=== RECORD SET ===

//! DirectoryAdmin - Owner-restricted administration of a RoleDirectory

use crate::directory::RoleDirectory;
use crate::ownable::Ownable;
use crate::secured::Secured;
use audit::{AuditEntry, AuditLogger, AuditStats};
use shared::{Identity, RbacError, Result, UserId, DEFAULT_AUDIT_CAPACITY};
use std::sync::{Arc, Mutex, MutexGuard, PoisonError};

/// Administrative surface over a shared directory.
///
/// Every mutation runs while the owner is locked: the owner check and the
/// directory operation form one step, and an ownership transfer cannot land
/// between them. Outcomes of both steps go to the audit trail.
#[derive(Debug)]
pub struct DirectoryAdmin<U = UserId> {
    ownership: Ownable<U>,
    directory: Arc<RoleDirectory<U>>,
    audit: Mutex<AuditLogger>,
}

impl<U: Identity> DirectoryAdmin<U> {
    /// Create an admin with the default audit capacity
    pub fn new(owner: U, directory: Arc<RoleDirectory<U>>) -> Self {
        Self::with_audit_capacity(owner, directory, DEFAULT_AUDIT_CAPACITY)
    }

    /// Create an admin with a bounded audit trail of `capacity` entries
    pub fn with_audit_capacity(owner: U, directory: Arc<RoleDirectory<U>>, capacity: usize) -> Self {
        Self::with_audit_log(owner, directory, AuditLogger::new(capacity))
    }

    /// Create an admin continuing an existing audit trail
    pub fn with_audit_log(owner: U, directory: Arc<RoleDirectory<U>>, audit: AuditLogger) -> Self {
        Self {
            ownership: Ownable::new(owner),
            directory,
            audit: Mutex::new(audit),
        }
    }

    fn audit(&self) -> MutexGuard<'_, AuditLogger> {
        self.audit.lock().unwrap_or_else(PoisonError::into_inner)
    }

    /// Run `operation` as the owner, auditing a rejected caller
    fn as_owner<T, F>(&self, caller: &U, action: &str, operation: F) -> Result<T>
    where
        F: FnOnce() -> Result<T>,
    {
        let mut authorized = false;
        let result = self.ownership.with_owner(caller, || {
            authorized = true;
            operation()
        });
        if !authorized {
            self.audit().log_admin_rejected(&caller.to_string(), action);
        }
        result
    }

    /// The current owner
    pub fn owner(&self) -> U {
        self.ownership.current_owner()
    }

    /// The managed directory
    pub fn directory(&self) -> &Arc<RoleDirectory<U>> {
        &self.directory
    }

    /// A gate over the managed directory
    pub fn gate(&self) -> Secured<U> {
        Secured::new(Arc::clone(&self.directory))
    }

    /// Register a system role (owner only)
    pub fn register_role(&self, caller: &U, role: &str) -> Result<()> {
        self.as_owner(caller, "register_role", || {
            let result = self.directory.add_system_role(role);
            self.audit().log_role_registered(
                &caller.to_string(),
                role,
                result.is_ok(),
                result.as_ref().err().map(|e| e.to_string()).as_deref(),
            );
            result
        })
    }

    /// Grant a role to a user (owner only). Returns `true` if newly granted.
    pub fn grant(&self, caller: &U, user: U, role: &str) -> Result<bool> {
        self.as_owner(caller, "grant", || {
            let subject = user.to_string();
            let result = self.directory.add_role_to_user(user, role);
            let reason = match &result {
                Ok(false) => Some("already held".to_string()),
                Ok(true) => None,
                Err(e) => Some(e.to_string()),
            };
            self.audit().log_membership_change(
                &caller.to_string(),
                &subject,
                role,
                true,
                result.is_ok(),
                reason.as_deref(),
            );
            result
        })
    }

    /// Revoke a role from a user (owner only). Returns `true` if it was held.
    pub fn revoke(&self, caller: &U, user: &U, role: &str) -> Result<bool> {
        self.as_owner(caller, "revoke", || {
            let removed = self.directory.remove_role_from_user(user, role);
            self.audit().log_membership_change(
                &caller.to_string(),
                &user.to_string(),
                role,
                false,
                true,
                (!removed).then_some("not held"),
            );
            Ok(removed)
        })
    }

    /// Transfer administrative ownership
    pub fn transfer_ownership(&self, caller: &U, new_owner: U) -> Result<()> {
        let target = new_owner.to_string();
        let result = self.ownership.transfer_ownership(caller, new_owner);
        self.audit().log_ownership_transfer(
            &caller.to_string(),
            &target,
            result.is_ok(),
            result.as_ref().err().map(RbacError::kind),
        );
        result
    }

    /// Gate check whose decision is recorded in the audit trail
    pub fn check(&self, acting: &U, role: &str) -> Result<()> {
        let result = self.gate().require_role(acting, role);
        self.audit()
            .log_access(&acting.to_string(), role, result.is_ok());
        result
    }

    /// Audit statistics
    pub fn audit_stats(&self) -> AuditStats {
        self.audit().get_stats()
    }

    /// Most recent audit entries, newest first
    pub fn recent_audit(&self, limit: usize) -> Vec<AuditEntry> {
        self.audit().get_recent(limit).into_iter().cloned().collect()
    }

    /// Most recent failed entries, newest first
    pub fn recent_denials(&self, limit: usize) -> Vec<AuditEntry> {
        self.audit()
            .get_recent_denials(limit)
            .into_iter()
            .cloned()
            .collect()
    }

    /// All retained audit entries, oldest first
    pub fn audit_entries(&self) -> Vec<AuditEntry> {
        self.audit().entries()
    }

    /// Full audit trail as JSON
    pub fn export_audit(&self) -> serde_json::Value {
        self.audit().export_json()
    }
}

===

| TASK INSTRUCTIONS |
Copy out, from the material above, each line where the word "DirectoryAdmin" is present.

| RESULT BELOW |
//! DirectoryAdmin - Owner-restricted administration of a RoleDirectory
pub struct DirectoryAdmin<U = UserId> {
impl<U: Identity> DirectoryAdmin<U> {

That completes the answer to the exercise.